Pilar hablaba muy poco de la guerra. Y eso que, a diferencia de otros muchos, ella había vivido durante toda su duración en el campo turolense, relativamente lejos de los enfrentamientos más duros. Alguna vez mencionó a los maquis que se escondían en los montes cercanos a su natal Monreal del Campo; cerca también de Novella, el pueblo de su madre, que no sé si directamente a causa de la guerra o no, acabó siendo completamente abandonado; y, años después,  adquirido, tal vez para un nostálgico porvenir vacacional, por un notable prócer de la empresa española, hijo también de aquellos pagos. Pilar era, como buena española y aragonesa, católica y persona de bien. Votaba a la derecha y, probablemente, nunca se planteó si ser antifranquista o no. Pero tampoco habló nunca mal de los maquis. Siempre sospeché que alguno de aquellos enriscados resistentes a la dictadura debía de tener con Pilar lazos de familia. Lo cual no tiene nada de sorprendente: la pureza de sangre, ideológica, racial, religiosa, regional, es a la vez la más persistente y la más absurda de las fantasías de los españoles.

Pilar, como tantos otros, murió en la guerra. Una mañana, uno de los pájaros de metal, no se sabe ya si de los unos o de los otros, en su deletérea migración, desde Burgos o desde Madrid, erró por algunos kilómetros el curso de su vuelo de muerte y le confirió a su piloto el dudoso honor, no de haber destruido un nido de ametralladoras de los voluntarios italianos, ni el campanario de la iglesia de Belchite, ni una columna de rojos, ni un carro blindado de los nacionales, sino una humilde casucha de labriegos aragoneses. Una casucha, además, que debía haber estado vacía en aquellas tempranas horas de la jornada, pues era la estación del azafrán y los heraldos apocalípticos de los Azañas y los Francos de aquellos días no habían logrado aún aniquilar completamente la vida rural, otrora pacífica de los habitantes de aquella comarca. Y, como sabe todo aquel que sea culto (porque todo aquel que sea culto escucha zarzuela), la rosa del azafrán es una flor arrogante, que nace al salir el Sol y muere al caer la tarde. Pilar me habló muchas veces de la delicadísima tarea de los azafraneros. Mucho más que de la guerra. Tal vez porque la púrpura de aquellos sabrosos estambres despertara recuerdos menos dolorosos que esas otras flores escarlata que brotaban en los pechos de los soldados.

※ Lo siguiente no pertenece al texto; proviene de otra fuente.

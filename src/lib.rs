//! # diagshell - Embedded Diagnostic Console
//!
//! A supervised, line-oriented diagnostic shell for microcontroller
//! firmware, with a background LED blinker task. This library is designed
//! for embedded systems and supports `no_std` environments.
//!
//! ## What it provides
//!
//! ### Command Shell
//! - Whitespace-tokenized command lines over any serial character stream
//! - Fixed, caller-owned command table with exact case-sensitive dispatch
//! - Built-in `help` and `exit`, plus four diagnostic commands: `mem`,
//!   `threads`, `test`, and `write`
//! - Input echo and backspace editing for interactive terminals
//!
//! ### Session Supervision
//! - A two-state supervisor that keeps exactly one session alive, recreating
//!   it whenever the previous one ends and reclaiming its resources
//!
//! ### Blinker Task
//! - A periodic status-LED toggle that runs independently of the console
//!
//! ## Boundaries
//!
//! The host real-time kernel, the serial driver, and the GPIO pins are
//! consumed through narrow traits ([`kernel::Kernel`], [`stream::Console`],
//! [`gpio::OutputPin`]) and are never implemented here. The board support
//! layer wires them up; tests substitute mocks.
//!
//! ## Usage
//!
//! Feeding one `mem` command through a session bound to a scripted stream:
//!
//! ```rust
//! use diagshell::kernel::{HeapStatus, Kernel, Priority, SpawnError, TaskSnapshot, TaskState};
//! use diagshell::shell::{builtin_commands, ExitReason, Shell};
//! use diagshell::stream::{Console, PollInput, Read, Write};
//! # struct NullKernel;
//! # impl Kernel for NullKernel {
//! #     type Handle = ();
//! #     fn sleep(&self, _: core::time::Duration) {}
//! #     fn current_priority(&self) -> Priority { Priority(64) }
//! #     fn heap_status(&self) -> HeapStatus {
//! #         HeapStatus { core_free: 8192, fragments: 1, heap_free: 4096 }
//! #     }
//! #     fn visit_tasks(&self, _: &mut dyn FnMut(&TaskSnapshot)) {}
//! #     fn spawn_self_test(&mut self, _: Priority) -> Result<(), SpawnError> { Ok(()) }
//! #     fn state_of(&self, _: &()) -> TaskState { TaskState::Terminated }
//! #     fn join(&self, _: &()) {}
//! #     fn release(&mut self, _: ()) {}
//! # }
//! # struct Scripted { input: &'static [u8], pos: usize, output: Vec<u8> }
//! # impl Read for Scripted {
//! #     type Error = ();
//! #     fn read(&mut self, buf: &mut [u8]) -> Result<usize, ()> {
//! #         if self.pos == self.input.len() { return Ok(0); }
//! #         buf[0] = self.input[self.pos];
//! #         self.pos += 1;
//! #         Ok(1)
//! #     }
//! # }
//! # impl Write for Scripted {
//! #     type Error = ();
//! #     fn write(&mut self, buf: &[u8]) -> Result<usize, ()> {
//! #         self.output.extend_from_slice(buf);
//! #         Ok(buf.len())
//! #     }
//! #     fn flush(&mut self) -> Result<(), ()> { Ok(()) }
//! # }
//! # impl PollInput for Scripted {
//! #     fn input_pending(&mut self) -> bool { self.pos < self.input.len() }
//! # }
//! # impl Console for Scripted {}
//! # struct Sink;
//! # impl Write for Sink {
//! #     type Error = ();
//! #     fn write(&mut self, buf: &[u8]) -> Result<usize, ()> { Ok(buf.len()) }
//! #     fn flush(&mut self) -> Result<(), ()> { Ok(()) }
//! # }
//!
//! let commands = builtin_commands();
//! let mut kernel = NullKernel;
//! let mut console = Scripted { input: b"mem\r", pos: 0, output: Vec::new() };
//! let mut port = Sink;
//!
//! let mut shell = Shell::new(&commands, &mut kernel, &mut console, &mut port);
//! shell.set_echo(false);
//! assert_eq!(shell.run(), ExitReason::Eof);
//! drop(shell);
//!
//! let transcript = String::from_utf8(console.output).unwrap();
//! assert!(transcript.contains("core free memory : 8192 bytes"));
//! ```
//!
//! The supervisor side composes the same way: implement
//! [`supervisor::SessionSpawner`] so that `spawn` starts a task driving
//! [`shell::Shell::run`], then hand it to a
//! [`supervisor::Supervisor`] and call `run`.
//!
//! ## Platform Support
//!
//! This library is designed to work on:
//! - Embedded microcontrollers (ARM Cortex-M, RISC-V, etc.)
//! - Any platform supporting Rust's `core` library
//!
//! ## Optional Features
//!
//! - `std`: Enable standard library support (default: disabled)
//! - `defmt`: Enable defmt logging support for embedded debugging

#![cfg_attr(not(feature = "std"), no_std)]
#![deny(missing_docs)]
#![warn(missing_debug_implementations)]

/// Scheduling services consumed from the host real-time kernel.
///
/// Task states, registry snapshots, heap statistics, and the [`kernel::Kernel`]
/// trait the rest of the crate is written against.
pub mod kernel;

/// Character-stream abstraction for serial consoles.
///
/// Blocking read/write traits with a non-blocking input poll, plus a
/// `core::fmt` adapter for formatted diagnostics.
pub mod stream;

/// Digital output abstraction for status indicators.
pub mod gpio;

/// The interactive command shell and its built-in diagnostic commands.
pub mod shell;

/// Session lifecycle supervision.
///
/// Keeps exactly one shell session alive, recreating and reclaiming session
/// tasks as they come and go.
pub mod supervisor;

/// The background status-LED blinker task.
pub mod blinker;
//! Interactive command shell for a serial diagnostic console
//!
//! This module implements a line-oriented command interpreter designed for
//! embedded targets and `no_std` environments. One [`Shell`] value is one
//! session: it is bound to a console stream at construction, reads command
//! lines until that stream closes or the operator types `exit`, and
//! dispatches each line against a fixed command table.
//!
//! # Architecture
//!
//! ```text
//! ┌─────────────────┐    ┌─────────────────┐    ┌─────────────────┐
//! │   Line Input    │───▶│   Tokenizer     │───▶│   Command       │
//! │   (echo, edit)  │    │   (whitespace)  │    │   Table         │
//! └─────────────────┘    └─────────────────┘    └─────────────────┘
//!                                                        │
//!                                                        ▼
//!                                               ┌─────────────────┐
//!                                               │   Handler       │
//!                                               │   (kernel, I/O) │
//!                                               └─────────────────┘
//! ```
//!
//! The line protocol is deliberately plain: one command per line, tokens
//! separated by arbitrary whitespace, no quoting and no escaping. Responses
//! are newline-terminated human-readable text. This is an operator console,
//! not an API.
//!
//! # Dispatch rules
//!
//! - The first token names the command; the match is exact and
//!   case-sensitive.
//! - At most one handler runs per line. An unmatched name is echoed back
//!   with ` ?`.
//! - Handlers receive the tokens after the command name. A handler given an
//!   unexpected argument count prints its one-line usage message and does
//!   nothing else; the shell never observes handler failure.
//! - `help` and `exit` are resolved before the table and cannot be
//!   shadowed.

use core::fmt;

use heapless::Vec;

use crate::kernel::Kernel;
use crate::stream::{self, Console, Write};

pub mod commands;

pub use commands::builtin_commands;

/// Maximum accepted command line length. Further input is ignored until the
/// line is terminated.
pub const MAX_LINE_LEN: usize = 64;

/// Maximum tokens per line: the command name plus four arguments.
pub const MAX_TOKENS: usize = 5;

/// Prompt printed before each command line.
pub const PROMPT: &str = "ds> ";

/// ASCII backspace character (0x08).
pub const ASCII_BACKSPACE: u8 = 0x08;
/// ASCII line feed character (0x0A).
pub const ASCII_LF: u8 = 0x0A;
/// ASCII carriage return character (0x0D).
pub const ASCII_CR: u8 = 0x0D;
/// ASCII delete character (0x7F).
pub const ASCII_DEL: u8 = 0x7F;

/// Why a session ended.
#[derive(Debug, Clone, Copy, PartialEq, Eq)]
pub enum ExitReason {
    /// The console stream closed or failed while reading.
    Eof,
    /// The operator issued the `exit` command.
    Exit,
}

#[cfg(feature = "defmt")]
impl defmt::Format for ExitReason {
    fn format(&self, f: defmt::Formatter) {
        match self {
            ExitReason::Eof => defmt::write!(f, "Eof"),
            ExitReason::Exit => defmt::write!(f, "Exit"),
        }
    }
}

/// What a command handler sees while it runs: the host kernel, the session
/// console, and the dedicated raw output port.
pub struct Context<'c, K, C, P> {
    /// Scheduling services of the host kernel.
    pub kernel: &'c mut K,
    /// The session's interactive stream. Handler responses go here.
    pub console: &'c mut C,
    /// Dedicated output port, exclusively the handler's for the duration of
    /// the command.
    pub port: &'c mut P,
}

impl<K, C: Write, P> Context<'_, K, C, P> {
    /// Write literal text to the console, best-effort.
    pub fn print_str(&mut self, text: &str) {
        let _ = self.console.write_all(text.as_bytes());
    }

    /// Write formatted text to the console, best-effort.
    pub fn print_fmt(&mut self, args: fmt::Arguments<'_>) {
        stream::write_fmt(&mut *self.console, args);
    }
}

/// A command handler. Receives the execution context and the argument
/// tokens, i.e. everything on the line after the command name.
pub type Handler<K, C, P> = fn(&mut Context<'_, K, C, P>, args: &[&str]);

/// One command table entry: a name and the handler it dispatches to.
///
/// Names must be unique within a table; the first match wins.
pub struct Command<K, C, P> {
    /// The command name as typed by the operator. Case-sensitive.
    pub name: &'static str,
    /// The function implementing the command.
    pub handler: Handler<K, C, P>,
}

impl<K, C, P> Clone for Command<K, C, P> {
    fn clone(&self) -> Self {
        *self
    }
}

impl<K, C, P> Copy for Command<K, C, P> {}

enum LineOutcome {
    Continue,
    Exit,
}

/// One interactive session over a console stream.
///
/// The command table is borrowed, read-only state owned by the caller; the
/// shell itself holds only the line buffer and echo flag.
pub struct Shell<'a, K, C, P> {
    commands: &'a [Command<K, C, P>],
    kernel: &'a mut K,
    console: &'a mut C,
    port: &'a mut P,
    line: [u8; MAX_LINE_LEN],
    len: usize,
    echo: bool,
}

impl<'a, K: Kernel, C: Console, P: Write> Shell<'a, K, C, P> {
    /// Bind a new session to `console`, dispatching against `commands`.
    ///
    /// Echo is enabled by default, as expected by an interactive terminal.
    pub fn new(
        commands: &'a [Command<K, C, P>],
        kernel: &'a mut K,
        console: &'a mut C,
        port: &'a mut P,
    ) -> Self {
        Self {
            commands,
            kernel,
            console,
            port,
            line: [0; MAX_LINE_LEN],
            len: 0,
            echo: true,
        }
    }

    /// Enable or disable input echo. Disable for scripted input.
    pub fn set_echo(&mut self, enabled: bool) {
        self.echo = enabled;
    }

    /// Run the session until its stream closes or the operator exits.
    ///
    /// This is the session task body: it blocks on console reads and returns
    /// rather than panicking on every recognized failure.
    pub fn run(&mut self) -> ExitReason {
        loop {
            self.print_str(PROMPT);
            if !self.read_line() {
                return ExitReason::Eof;
            }
            match self.execute_line() {
                LineOutcome::Exit => return ExitReason::Exit,
                LineOutcome::Continue => {}
            }
        }
    }

    /// Assemble one line, handling echo and backspace editing. Returns
    /// `false` when the stream reports end-of-stream or an error.
    fn read_line(&mut self) -> bool {
        self.len = 0;
        loop {
            let mut byte = [0u8; 1];
            match self.console.read(&mut byte) {
                Ok(0) | Err(_) => return false,
                Ok(_) => {}
            }
            match byte[0] {
                ASCII_CR | ASCII_LF => {
                    if self.echo {
                        self.print_str("\r\n");
                    }
                    return true;
                }
                ASCII_BACKSPACE | ASCII_DEL => {
                    if self.len > 0 {
                        self.len -= 1;
                        if self.echo {
                            self.print_str("\x08 \x08");
                        }
                    }
                }
                b' '..=b'~' => {
                    if self.len < MAX_LINE_LEN {
                        self.line[self.len] = byte[0];
                        self.len += 1;
                        if self.echo {
                            let _ = self.console.write_all(&byte);
                        }
                    }
                }
                _ => {}
            }
        }
    }

    /// Tokenize the assembled line and dispatch to at most one handler.
    fn execute_line(&mut self) -> LineOutcome {
        let line = self.line;
        let text = match core::str::from_utf8(&line[..self.len]) {
            Ok(text) => text,
            Err(_) => return LineOutcome::Continue,
        };

        let mut tokens: Vec<&str, MAX_TOKENS> = Vec::new();
        for token in text.split_ascii_whitespace() {
            if tokens.push(token).is_err() {
                self.print_str("too many arguments\r\n");
                return LineOutcome::Continue;
            }
        }
        let Some((&name, args)) = tokens.split_first() else {
            return LineOutcome::Continue;
        };

        match name {
            "help" => {
                if !args.is_empty() {
                    self.print_str("Usage: help\r\n");
                } else {
                    self.list_commands();
                }
                return LineOutcome::Continue;
            }
            "exit" => {
                if !args.is_empty() {
                    self.print_str("Usage: exit\r\n");
                    return LineOutcome::Continue;
                }
                return LineOutcome::Exit;
            }
            _ => {}
        }

        let commands = self.commands;
        for command in commands {
            if command.name == name {
                let handler = command.handler;
                let mut context = Context {
                    kernel: &mut *self.kernel,
                    console: &mut *self.console,
                    port: &mut *self.port,
                };
                handler(&mut context, args);
                return LineOutcome::Continue;
            }
        }

        self.print_fmt(format_args!("{} ?\r\n", name));
        LineOutcome::Continue
    }

    fn list_commands(&mut self) {
        self.print_str("Commands: help exit ");
        let commands = self.commands;
        for command in commands {
            self.print_fmt(format_args!("{} ", command.name));
        }
        self.print_str("\r\n");
    }

    fn print_str(&mut self, text: &str) {
        let _ = self.console.write_all(text.as_bytes());
    }

    fn print_fmt(&mut self, args: fmt::Arguments<'_>) {
        stream::write_fmt(&mut *self.console, args);
    }
}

La casucha no estaba vacía, como debía de haberlo estado en aquella alba laboriosa de los azafraneros turolenses. Y la bomba perdida segó la vida de una niña que no era ni fascista, ni comunista, ni roja, ni azul. Que era católica, como seguramente lo fuera (al menos, de bautismo) toda la España de entonces, luchara en el bando en que luchase. Así que su alma, sin duda, voló rauda y dichosa de abandonar un suelo tan agreste a los brazos del Padre, en vuelo más discreto y más glorioso que el de aquella ave metálica.

Pilar murió en la guerra, como ella misma me contaba muchos, muchos años después. En la confusión de la humareda y de los escombros, los primeros que acudieron no acertaron a atinar a qué casa pertenecía el diminuto cadáver y la familia de Pilar pasó unas cuantas horas de imborrable angustia, hasta que ella regresó del campo con sus amigas, ignorante de lo ocurrido. Y, entonces, fue de otros el turno de llorar. O quizá no, porque la familia de Pilar se avendría, seguramente, a llorar también con sus lágrimas a esa hija muerta, que no era suya pero que lo había sido un tiempo.

Pilar hablaba poco, muy poco, de la guerra. Cuando lo hacía, contaba esta historia y podría haberla concluido haciendo suyas las palabras del protagonista de El ocaso de los dioses de la estepa: «había alguien en el mundo para quien yo estaba muerta y, por tanto, objetivamente, algo de mí había muerto en realidad».